In the early 1880s, Princes Point began to develop as a summer colony. For several years it had become a favorite camping spot for the villagers and the inhabitants of the inland parts of the town who came here for clam bakes and picnics. The town road ended at the John Allen Drinkwater barn, and here a large gate opened into the pasture which included the two points now known as Princes Point and Sunset Point. Captain Rotheus Drinkwater also had a home a stone's throw away. Captain John Cleaves fenced off a spot on his farm, at today's number 581, for the same purpose.

Another sea captain, Joseph Gray (1734–1792), lived at today's 581 Princes Point Road, which dates to the 18th century

The first cottage was built in 1884. It was later known as Battery Point Cottage. Others soon built nearby, including Dr. Herbert A. Merrill, Leone R. Cook's (a cottage named "Rest Awhile"), George H. Jefferds, Thomas and Nellie Johnston and Wilfred W. Dunn. The first to take up a lot on the western promontory now known as Sunset Point was Samuel O. Carruthers.

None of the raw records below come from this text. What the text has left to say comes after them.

//! Session and server configuration.
//!
//! Both sections load from TOML through [`ibtrs_config::ConfigManager`].
//! Reconnect pacing and the heartbeat timeout may be hot updated on a live
//! session; everything else is fixed when the session opens.

use std::time::Duration;

use ibtrs_config::{Config, ConfigError, from_toml_value, render_toml};
use ibtrs_proto::{DESC_SIZE, RDMA_WRITE_HDR_SIZE};
use ibtrs_utils::BackoffPolicy;
use serde::{Deserialize, Serialize};

/// Shape of the delay between reconnect attempts.
#[derive(Debug, Clone, Copy, PartialEq, Eq, Serialize, Deserialize)]
#[serde(rename_all = "lowercase")]
pub enum ReconnectBackoff {
    Fixed,
    Exponential,
}

/// Client-side options, consumed by session open.
#[derive(Debug, Clone, Serialize, Deserialize)]
pub struct SessionConfig {
    /// Delay before each reconnect attempt (the first one for exponential).
    #[serde(default = "default_reconnect_delay_secs")]
    pub reconnect_delay_secs: u8,

    /// 0 disables reconnecting, a negative value retries forever.
    #[serde(default = "default_max_reconnect_attempts")]
    pub max_reconnect_attempts: i16,

    #[serde(default = "default_reconnect_backoff")]
    pub reconnect_backoff: ReconnectBackoff,

    /// Cap for exponential backoff.
    #[serde(default = "default_max_reconnect_delay_secs")]
    pub max_reconnect_delay_secs: u16,

    /// Maximum data segments per RDMA write.
    #[serde(default = "default_max_segments")]
    pub max_segments: u16,

    /// 0 disables expiry.
    #[serde(default = "default_heartbeat_timeout_ms")]
    pub heartbeat_timeout_ms: u32,

    #[serde(default = "default_heartbeat_interval_ms")]
    pub heartbeat_interval_ms: u32,

    /// RDMA paths per session.
    #[serde(default = "default_con_count")]
    pub con_count: u8,

    /// Sub-pools the tag pool is split into.
    #[serde(default = "default_tag_shards")]
    pub tag_shards: usize,

    /// How long close waits for in-flight operations.
    #[serde(default = "default_drain_timeout_secs")]
    pub drain_timeout_secs: u64,

    /// Name reported to the server. Defaults to the local hostname.
    #[serde(default)]
    pub hostname: Option<String>,
}

fn default_reconnect_delay_secs() -> u8 {
    30
}
fn default_max_reconnect_attempts() -> i16 {
    -1
}
fn default_reconnect_backoff() -> ReconnectBackoff {
    ReconnectBackoff::Fixed
}
fn default_max_reconnect_delay_secs() -> u16 {
    300
}
fn default_max_segments() -> u16 {
    31
}
fn default_heartbeat_timeout_ms() -> u32 {
    20_000
}
fn default_heartbeat_interval_ms() -> u32 {
    5_000
}
fn default_con_count() -> u8 {
    1
}
fn default_tag_shards() -> usize {
    std::thread::available_parallelism()
        .map(|n| n.get())
        .unwrap_or(1)
}
fn default_drain_timeout_secs() -> u64 {
    5
}
fn default_queue_depth() -> u16 {
    128
}
fn default_max_inflight_msg() -> u16 {
    64
}
fn default_max_io_size() -> u32 {
    128 * 1024
}

impl Default for SessionConfig {
    fn default() -> Self {
        Self {
            reconnect_delay_secs: default_reconnect_delay_secs(),
            max_reconnect_attempts: default_max_reconnect_attempts(),
            reconnect_backoff: default_reconnect_backoff(),
            max_reconnect_delay_secs: default_max_reconnect_delay_secs(),
            max_segments: default_max_segments(),
            heartbeat_timeout_ms: default_heartbeat_timeout_ms(),
            heartbeat_interval_ms: default_heartbeat_interval_ms(),
            con_count: default_con_count(),
            tag_shards: default_tag_shards(),
            drain_timeout_secs: default_drain_timeout_secs(),
            hostname: None,
        }
    }
}

impl SessionConfig {
    pub fn reconnect_policy(&self) -> BackoffPolicy {
        let initial = Duration::from_secs(self.reconnect_delay_secs as u64);
        match self.reconnect_backoff {
            ReconnectBackoff::Fixed => BackoffPolicy::Fixed(initial),
            ReconnectBackoff::Exponential => BackoffPolicy::Exponential {
                initial,
                max: Duration::from_secs(self.max_reconnect_delay_secs as u64),
            },
        }
    }

    /// `None` means no limit.
    pub fn reconnect_limit(&self) -> Option<u32> {
        u32::try_from(self.max_reconnect_attempts).ok()
    }

    pub fn heartbeat_interval(&self) -> Duration {
        Duration::from_millis(self.heartbeat_interval_ms as u64)
    }

    pub fn drain_timeout(&self) -> Duration {
        Duration::from_secs(self.drain_timeout_secs)
    }

    pub fn hostname(&self) -> String {
        match &self.hostname {
            Some(h) => ibtrs_types::truncate_hostname(h),
            None => ibtrs_types::local_hostname(),
        }
    }
}

impl Config for SessionConfig {
    fn from_toml(value: &toml::Value) -> Result<Self, ConfigError> {
        from_toml_value(value)
    }

    fn hot_update(&mut self, other: &Self) {
        self.reconnect_delay_secs = other.reconnect_delay_secs;
        self.max_reconnect_attempts = other.max_reconnect_attempts;
        self.reconnect_backoff = other.reconnect_backoff;
        self.max_reconnect_delay_secs = other.max_reconnect_delay_secs;
        self.heartbeat_timeout_ms = other.heartbeat_timeout_ms;
    }

    fn render(&self) -> String {
        render_toml(self)
    }

    fn validate(&self) -> Result<(), ConfigError> {
        if self.con_count == 0 {
            return Err(ConfigError::out_of_range("con_count", 0, Some(1), Some(u8::MAX)));
        }
        if self.max_segments == 0 {
            return Err(ConfigError::out_of_range("max_segments", 0, Some(1), None::<u16>));
        }
        if self.heartbeat_interval_ms == 0 {
            return Err(ConfigError::out_of_range("heartbeat_interval_ms", 0, Some(1), None::<u32>));
        }
        if self.tag_shards == 0 {
            return Err(ConfigError::out_of_range("tag_shards", 0, Some(1), None::<usize>));
        }
        if self.reconnect_backoff == ReconnectBackoff::Exponential
            && (self.max_reconnect_delay_secs as u64) < self.reconnect_delay_secs as u64
        {
            return Err(ConfigError::invalid(
                "max_reconnect_delay_secs",
                "must not be below reconnect_delay_secs",
            ));
        }
        Ok(())
    }
}

/// Server-side options.
#[derive(Debug, Clone, Serialize, Deserialize)]
pub struct ServerConfig {
    /// Receive buffers (and so client tags) per session.
    #[serde(default = "default_queue_depth")]
    pub queue_depth: u16,

    /// Outstanding user messages per direction.
    #[serde(default = "default_max_inflight_msg")]
    pub max_inflight_msg: u16,

    /// Size of each receive buffer.
    #[serde(default = "default_max_io_size")]
    pub max_io_size: u32,

    #[serde(default = "default_heartbeat_timeout_ms")]
    pub heartbeat_timeout_ms: u32,

    #[serde(default = "default_heartbeat_interval_ms")]
    pub heartbeat_interval_ms: u32,

    #[serde(default)]
    pub hostname: Option<String>,
}

impl Default for ServerConfig {
    fn default() -> Self {
        Self {
            queue_depth: default_queue_depth(),
            max_inflight_msg: default_max_inflight_msg(),
            max_io_size: default_max_io_size(),
            heartbeat_timeout_ms: default_heartbeat_timeout_ms(),
            heartbeat_interval_ms: default_heartbeat_interval_ms(),
            hostname: None,
        }
    }
}

impl ServerConfig {
    pub fn heartbeat_interval(&self) -> Duration {
        Duration::from_millis(self.heartbeat_interval_ms as u64)
    }
}

/// Smallest buffer that still fits a write header, one descriptor and one
/// byte of payload.
const MIN_IO_SIZE: u32 = (RDMA_WRITE_HDR_SIZE + DESC_SIZE + 1) as u32;

impl Config for ServerConfig {
    fn from_toml(value: &toml::Value) -> Result<Self, ConfigError> {
        from_toml_value(value)
    }

    fn hot_update(&mut self, other: &Self) {
        self.heartbeat_timeout_ms = other.heartbeat_timeout_ms;
    }

    fn render(&self) -> String {
        render_toml(self)
    }

    fn validate(&self) -> Result<(), ConfigError> {
        if self.queue_depth == 0 {
            return Err(ConfigError::out_of_range("queue_depth", 0, Some(1), Some(u16::MAX)));
        }
        if self.max_inflight_msg == 0 {
            return Err(ConfigError::out_of_range("max_inflight_msg", 0, Some(1), Some(u16::MAX)));
        }
        if self.max_io_size < MIN_IO_SIZE {
            return Err(ConfigError::out_of_range(
                "max_io_size",
                self.max_io_size,
                Some(MIN_IO_SIZE),
                None::<u32>,
            ));
        }
        if self.heartbeat_interval_ms == 0 {
            return Err(ConfigError::out_of_range("heartbeat_interval_ms", 0, Some(1), None::<u32>));
        }
        Ok(())
    }
}

#[cfg(test)]
mod tests {
    use super::*;
    use ibtrs_config::ConfigManager;

    #[test]
    fn test_session_defaults() {
        let cfg = SessionConfig::default();
        assert_eq!(cfg.reconnect_delay_secs, 30);
        assert_eq!(cfg.max_reconnect_attempts, -1);
        assert_eq!(cfg.max_segments, 31);
        assert_eq!(cfg.reconnect_limit(), None);
        assert_eq!(cfg.reconnect_policy(), BackoffPolicy::Fixed(Duration::from_secs(30)));
        assert!(cfg.validate().is_ok());
    }

    #[test]
    fn test_reconnect_limit() {
        let mut cfg = SessionConfig::default();
        cfg.max_reconnect_attempts = 0;
        assert_eq!(cfg.reconnect_limit(), Some(0));
        cfg.max_reconnect_attempts = 3;
        assert_eq!(cfg.reconnect_limit(), Some(3));
        cfg.max_reconnect_attempts = -5;
        assert_eq!(cfg.reconnect_limit(), None);
    }

    #[test]
    fn test_session_from_toml() {
        let mgr = ConfigManager::<SessionConfig>::parse(
            "reconnect_delay_secs = 2\nreconnect_backoff = \"exponential\"\nmax_reconnect_delay_secs = 16\ncon_count = 2",
        )
        .unwrap();
        let cfg = mgr.get();
        assert_eq!(cfg.con_count, 2);
        assert_eq!(
            cfg.reconnect_policy(),
            BackoffPolicy::Exponential {
                initial: Duration::from_secs(2),
                max: Duration::from_secs(16)
            }
        );
    }

    #[test]
    fn test_session_validation() {
        assert!(ConfigManager::<SessionConfig>::parse("con_count = 0").is_err());
        assert!(ConfigManager::<SessionConfig>::parse("max_segments = 0").is_err());
        assert!(
            ConfigManager::<SessionConfig>::parse(
                "reconnect_backoff = \"exponential\"\nreconnect_delay_secs = 10\nmax_reconnect_delay_secs = 5"
            )
            .is_err()
        );
    }

    #[test]
    fn test_session_hot_update_scope() {
        let mgr = ConfigManager::<SessionConfig>::parse("con_count = 2\nheartbeat_timeout_ms = 1000").unwrap();
        mgr.hot_update_str("con_count = 4\nheartbeat_timeout_ms = 500\nmax_reconnect_attempts = 3")
            .unwrap();
        let cfg = mgr.snapshot();
        assert_eq!(cfg.con_count, 2);
        assert_eq!(cfg.heartbeat_timeout_ms, 500);
        assert_eq!(cfg.max_reconnect_attempts, 3);
    }

    #[test]
    fn test_server_validation() {
        assert!(ServerConfig::default().validate().is_ok());
        let cfg = ServerConfig {
            queue_depth: 0,
            ..Default::default()
        };
        assert!(cfg.validate().is_err());
        let cfg = ServerConfig {
            max_io_size: 8,
            ..Default::default()
        };
        assert!(matches!(cfg.validate(), Err(ConfigError::OutOfRange { .. })));
    }

    #[test]
    fn test_server_serde_roundtrip() {
        let cfg = ServerConfig {
            queue_depth: 16,
            ..Default::default()
        };
        let json = serde_json::to_string(&cfg).unwrap();
        let back: ServerConfig = serde_json::from_str(&json).unwrap();
        assert_eq!(back.queue_depth, 16);
        assert_eq!(back.max_io_size, 128 * 1024);
    }
}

In 1894 a wharf was built, and the steamer Madeleine made two trips daily from Portland, stopping off at the Cumberland and Falmouth Foresides. The short-lived electric railroad running the same route forced the discontinuation of the service.

In 1899, a four-storey hotel of about thirty rooms, named Gem of the Bay, was built on Princes Point by Cornelius Harris. It was destroyed by fire in October 1900 after two seasons in business.